#### Exercise:
Within the data below, determine how many lines contain "enum" and supply only that figure.

(Stored data entries)
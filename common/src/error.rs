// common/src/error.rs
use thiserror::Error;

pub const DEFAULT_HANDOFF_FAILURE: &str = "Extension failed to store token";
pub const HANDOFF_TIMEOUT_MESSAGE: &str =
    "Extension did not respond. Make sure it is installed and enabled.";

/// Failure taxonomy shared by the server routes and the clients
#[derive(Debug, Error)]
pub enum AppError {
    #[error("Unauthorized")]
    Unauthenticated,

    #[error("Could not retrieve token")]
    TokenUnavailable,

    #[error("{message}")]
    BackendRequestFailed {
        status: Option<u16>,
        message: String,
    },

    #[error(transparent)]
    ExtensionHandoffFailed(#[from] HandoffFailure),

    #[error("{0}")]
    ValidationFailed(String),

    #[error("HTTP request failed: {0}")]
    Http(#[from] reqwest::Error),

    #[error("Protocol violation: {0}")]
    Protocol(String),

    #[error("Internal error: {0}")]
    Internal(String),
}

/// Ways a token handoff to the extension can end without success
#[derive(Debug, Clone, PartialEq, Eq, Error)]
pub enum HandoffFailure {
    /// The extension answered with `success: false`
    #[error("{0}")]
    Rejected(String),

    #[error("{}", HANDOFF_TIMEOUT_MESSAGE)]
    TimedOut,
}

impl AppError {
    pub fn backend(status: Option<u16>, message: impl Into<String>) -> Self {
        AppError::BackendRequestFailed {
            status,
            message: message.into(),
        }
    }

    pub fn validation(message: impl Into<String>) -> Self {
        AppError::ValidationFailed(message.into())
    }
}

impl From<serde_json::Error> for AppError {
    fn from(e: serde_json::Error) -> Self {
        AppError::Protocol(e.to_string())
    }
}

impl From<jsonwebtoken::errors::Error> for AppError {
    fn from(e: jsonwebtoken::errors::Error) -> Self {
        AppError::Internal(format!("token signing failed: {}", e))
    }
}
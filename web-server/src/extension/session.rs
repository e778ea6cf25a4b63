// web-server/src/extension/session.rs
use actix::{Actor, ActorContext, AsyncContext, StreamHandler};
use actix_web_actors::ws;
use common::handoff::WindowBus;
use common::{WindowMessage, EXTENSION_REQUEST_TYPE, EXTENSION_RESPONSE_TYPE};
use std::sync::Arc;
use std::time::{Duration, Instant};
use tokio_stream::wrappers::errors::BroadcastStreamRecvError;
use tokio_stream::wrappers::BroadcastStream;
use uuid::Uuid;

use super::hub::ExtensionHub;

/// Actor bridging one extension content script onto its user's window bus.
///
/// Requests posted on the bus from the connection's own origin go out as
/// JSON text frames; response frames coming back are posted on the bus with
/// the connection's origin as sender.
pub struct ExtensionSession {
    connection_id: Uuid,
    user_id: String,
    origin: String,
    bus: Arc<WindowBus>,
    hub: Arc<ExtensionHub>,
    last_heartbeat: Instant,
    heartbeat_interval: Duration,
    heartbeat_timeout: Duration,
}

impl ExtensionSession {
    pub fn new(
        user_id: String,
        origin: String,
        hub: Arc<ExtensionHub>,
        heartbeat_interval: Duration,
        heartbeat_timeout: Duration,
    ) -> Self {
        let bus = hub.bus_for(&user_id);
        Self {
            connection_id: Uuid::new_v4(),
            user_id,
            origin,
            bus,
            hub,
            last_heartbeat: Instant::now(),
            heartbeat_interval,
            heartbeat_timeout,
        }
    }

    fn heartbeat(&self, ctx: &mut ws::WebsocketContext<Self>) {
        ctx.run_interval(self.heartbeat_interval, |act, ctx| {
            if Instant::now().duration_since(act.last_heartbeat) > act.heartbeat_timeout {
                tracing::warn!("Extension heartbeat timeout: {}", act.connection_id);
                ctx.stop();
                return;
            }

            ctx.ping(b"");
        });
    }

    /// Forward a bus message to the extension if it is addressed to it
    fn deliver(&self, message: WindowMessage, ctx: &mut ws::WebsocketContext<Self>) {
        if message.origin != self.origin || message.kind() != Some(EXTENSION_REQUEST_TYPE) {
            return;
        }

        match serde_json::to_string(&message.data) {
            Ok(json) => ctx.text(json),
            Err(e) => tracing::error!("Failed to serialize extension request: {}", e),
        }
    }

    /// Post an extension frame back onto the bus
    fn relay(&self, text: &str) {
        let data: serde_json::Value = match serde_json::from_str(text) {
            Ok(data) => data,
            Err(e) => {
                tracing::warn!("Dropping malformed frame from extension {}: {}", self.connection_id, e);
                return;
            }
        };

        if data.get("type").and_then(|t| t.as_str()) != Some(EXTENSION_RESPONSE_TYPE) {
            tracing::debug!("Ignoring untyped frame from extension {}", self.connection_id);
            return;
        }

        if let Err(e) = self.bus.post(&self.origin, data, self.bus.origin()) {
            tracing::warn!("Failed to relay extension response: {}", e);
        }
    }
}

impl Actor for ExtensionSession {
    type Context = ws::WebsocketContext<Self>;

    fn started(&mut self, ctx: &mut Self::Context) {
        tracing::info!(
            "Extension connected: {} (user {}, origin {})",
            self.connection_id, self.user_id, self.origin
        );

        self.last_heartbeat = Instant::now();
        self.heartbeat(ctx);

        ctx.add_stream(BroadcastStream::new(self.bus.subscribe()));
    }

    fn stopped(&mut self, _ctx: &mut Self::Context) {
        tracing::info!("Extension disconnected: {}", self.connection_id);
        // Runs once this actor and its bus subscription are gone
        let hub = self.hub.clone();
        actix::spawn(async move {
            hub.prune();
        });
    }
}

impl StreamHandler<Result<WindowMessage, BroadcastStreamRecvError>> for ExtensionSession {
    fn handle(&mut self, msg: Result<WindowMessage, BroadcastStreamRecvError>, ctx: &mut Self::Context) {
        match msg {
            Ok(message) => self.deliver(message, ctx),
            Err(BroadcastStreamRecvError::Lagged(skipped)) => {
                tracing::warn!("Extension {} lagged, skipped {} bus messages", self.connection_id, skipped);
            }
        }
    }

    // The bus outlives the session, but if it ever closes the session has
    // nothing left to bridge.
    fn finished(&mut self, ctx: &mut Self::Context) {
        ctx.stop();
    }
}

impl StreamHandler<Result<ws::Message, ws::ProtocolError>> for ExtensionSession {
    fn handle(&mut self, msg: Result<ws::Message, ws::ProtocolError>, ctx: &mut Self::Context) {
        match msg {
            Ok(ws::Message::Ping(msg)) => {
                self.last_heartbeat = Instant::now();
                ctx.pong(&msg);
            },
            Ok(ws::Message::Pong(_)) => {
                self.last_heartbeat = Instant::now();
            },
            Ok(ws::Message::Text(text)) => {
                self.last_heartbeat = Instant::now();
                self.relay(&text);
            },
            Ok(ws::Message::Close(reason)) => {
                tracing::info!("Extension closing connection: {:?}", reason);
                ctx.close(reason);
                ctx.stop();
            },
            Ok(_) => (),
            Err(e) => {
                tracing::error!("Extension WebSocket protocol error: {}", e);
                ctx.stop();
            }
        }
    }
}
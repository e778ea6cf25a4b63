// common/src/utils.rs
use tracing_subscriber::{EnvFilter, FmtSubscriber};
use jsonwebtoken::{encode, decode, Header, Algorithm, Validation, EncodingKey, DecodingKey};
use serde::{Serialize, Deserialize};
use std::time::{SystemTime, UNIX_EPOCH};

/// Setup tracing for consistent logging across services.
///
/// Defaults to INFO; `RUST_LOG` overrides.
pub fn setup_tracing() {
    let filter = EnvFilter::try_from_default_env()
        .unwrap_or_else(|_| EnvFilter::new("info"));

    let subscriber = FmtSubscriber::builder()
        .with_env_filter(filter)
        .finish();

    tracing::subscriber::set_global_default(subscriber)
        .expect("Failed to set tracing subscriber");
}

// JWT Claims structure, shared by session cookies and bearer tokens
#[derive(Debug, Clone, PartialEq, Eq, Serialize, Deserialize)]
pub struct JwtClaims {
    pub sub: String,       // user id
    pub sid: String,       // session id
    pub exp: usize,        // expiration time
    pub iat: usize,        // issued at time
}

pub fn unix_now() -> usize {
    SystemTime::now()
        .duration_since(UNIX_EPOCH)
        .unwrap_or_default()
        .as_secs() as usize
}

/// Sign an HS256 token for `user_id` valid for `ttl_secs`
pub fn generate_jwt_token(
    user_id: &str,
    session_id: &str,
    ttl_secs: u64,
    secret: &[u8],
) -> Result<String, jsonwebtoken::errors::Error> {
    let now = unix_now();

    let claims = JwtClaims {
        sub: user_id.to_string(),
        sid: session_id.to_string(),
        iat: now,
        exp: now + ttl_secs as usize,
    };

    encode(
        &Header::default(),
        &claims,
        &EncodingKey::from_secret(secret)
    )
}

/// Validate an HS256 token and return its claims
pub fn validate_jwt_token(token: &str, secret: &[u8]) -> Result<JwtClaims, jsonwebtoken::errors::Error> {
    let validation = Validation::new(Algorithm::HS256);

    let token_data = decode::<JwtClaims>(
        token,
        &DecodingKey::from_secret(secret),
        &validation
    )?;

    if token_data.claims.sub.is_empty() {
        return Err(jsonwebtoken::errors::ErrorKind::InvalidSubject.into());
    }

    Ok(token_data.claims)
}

#### Solution below:
2